What this task involves »
Filter the listing and keep only the lines with the word "source".

Data extract »
---+---
use serde::{Deserialize, Serialize};
use serde_json::ser::Formatter;
use serde_json::Value;
use std::collections::HashMap;
use std::io;
use std::path::Path;
use tracing::{debug, info};

use crate::error::DatasetError;

/// One labelled example. Entries without a dialogue still count for
/// positional lookup.
#[derive(Debug, Clone, Default, PartialEq, Serialize, Deserialize)]
pub struct DatasetEntry {
    #[serde(default, alias = "dialog", skip_serializing_if = "Option::is_none")]
    pub dialogue: Option<Value>,
    #[serde(default, skip_serializing_if = "Option::is_none")]
    pub has_command: Option<bool>,
}

const DIALOGUE_FIELDS: [&str; 2] = ["dialogue", "dialog"];

/// Key a dialogue the way prompts built from it are serialized:
/// compact JSON of `{"dialogue": [...]}`, field order as in the dataset.
pub fn canonical_dialogue_key(dialogue: &Value) -> String {
    wrap(DIALOGUE_FIELDS[0], dialogue).to_string()
}

/// Every serialization of a dialogue that counts as an exact match: both
/// field spellings, compact or with `", "` / `": "` separators.
pub fn dialogue_keys(dialogue: &Value) -> Vec<String> {
    let mut keys = vec![canonical_dialogue_key(dialogue)];
    for field in DIALOGUE_FIELDS {
        let wrapped = wrap(field, dialogue);
        if field != DIALOGUE_FIELDS[0] {
            keys.push(wrapped.to_string());
        }
        keys.extend(to_spaced_string(&wrapped));
    }
    keys
}

fn wrap(field: &str, dialogue: &Value) -> Value {
    let mut map = serde_json::Map::new();
    map.insert(field.to_string(), dialogue.clone());
    Value::Object(map)
}

/// Single-line JSON with a space after every `,` and `:`.
struct SpacedFormatter;

impl Formatter for SpacedFormatter {
    fn begin_array_value<W: ?Sized + io::Write>(&mut self, writer: &mut W, first: bool) -> io::Result<()> {
        if first {
            Ok(())
        } else {
            writer.write_all(b", ")
        }
    }

    fn begin_object_key<W: ?Sized + io::Write>(&mut self, writer: &mut W, first: bool) -> io::Result<()> {
        if first {
            Ok(())
        } else {
            writer.write_all(b", ")
        }
    }

    fn begin_object_value<W: ?Sized + io::Write>(&mut self, writer: &mut W) -> io::Result<()> {
        writer.write_all(b": ")
    }
}

fn to_spaced_string(value: &Value) -> Option<String> {
    let mut out = Vec::new();
    let mut ser = serde_json::Serializer::with_formatter(&mut out, SpacedFormatter);
    value.serialize(&mut ser).ok()?;
    String::from_utf8(out).ok()
}

/// Pull the dialogue out of prompt content, accepting either field spelling.
pub fn dialogue_of(content: &str) -> Option<Value> {
    let value: Value = serde_json::from_str(content.trim()).ok()?;
    let obj = value.as_object()?;
    DIALOGUE_FIELDS
        .iter()
        .find_map(|field| obj.get(*field))
        .cloned()
}

/// Reference labels, indexed three ways for the resolver's fallbacks.
#[derive(Debug, Default)]
pub struct ReferenceDataset {
    entries: Vec<DatasetEntry>,
    by_key: HashMap<String, bool>,
    by_structure: Vec<(Value, bool)>,
}

impl ReferenceDataset {
    pub fn from_entries(entries: Vec<DatasetEntry>) -> Self {
        let mut by_key = HashMap::new();
        let mut by_structure = Vec::new();

        for entry in &entries {
            let (Some(dialogue), Some(flag)) = (&entry.dialogue, entry.has_command) else {
                continue;
            };
            // Later duplicates overwrite earlier ones.
            for key in dialogue_keys(dialogue) {
                by_key.insert(key, flag);
            }
            by_structure.retain(|(d, _)| d != dialogue);
            by_structure.push((dialogue.clone(), flag));
        }

        debug!(
            entries = entries.len(),
            indexed = by_structure.len(),
            "Indexed reference dataset"
        );

        Self {
            entries,
            by_key,
            by_structure,
        }
    }

    pub fn load(path: &Path) -> Result<Self, DatasetError> {
        let data = std::fs::read_to_string(path).map_err(|source| DatasetError::Read {
            path: path.to_path_buf(),
            source,
        })?;
        let entries: Vec<DatasetEntry> =
            serde_json::from_str(&data).map_err(|source| DatasetError::Parse {
                path: path.to_path_buf(),
                source,
            })?;

        let dataset = Self::from_entries(entries);
        info!(
            "Loaded reference dataset {} ({} entries, {} label keys)",
            path.display(),
            dataset.len(),
            dataset.indexed_len()
        );
        Ok(dataset)
    }

    pub fn len(&self) -> usize {
        self.entries.len()
    }

    pub fn is_empty(&self) -> bool {
        self.entries.is_empty()
    }

    /// Distinct labelled dialogues.
    pub fn indexed_len(&self) -> usize {
        self.by_structure.len()
    }

    /// Look up prompt content verbatim against the canonical keys.
    pub fn lookup_exact(&self, content: &str) -> Option<bool> {
        self.by_key.get(content).copied()
    }

    /// Compare the parsed dialogue of `content` with every indexed dialogue,
    /// ignoring whitespace and key order.
    pub fn lookup_structural(&self, content: &str) -> Option<bool> {
        let dialogue = dialogue_of(content)?;
        self.by_structure
            .iter()
            .find(|(d, _)| *d == dialogue)
            .map(|(_, flag)| *flag)
    }

    /// Label of the entry at 1-based `prompt_id`.
    pub fn lookup_position(&self, prompt_id: usize) -> Option<bool> {
        let index = prompt_id.checked_sub(1)?;
        self.entries.get(index)?.has_command
    }
}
---+---
Reply to the task »
        let data = std::fs::read_to_string(path).map_err(|source| DatasetError::Read {
            source,
            serde_json::from_str(&data).map_err(|source| DatasetError::Parse {
                source,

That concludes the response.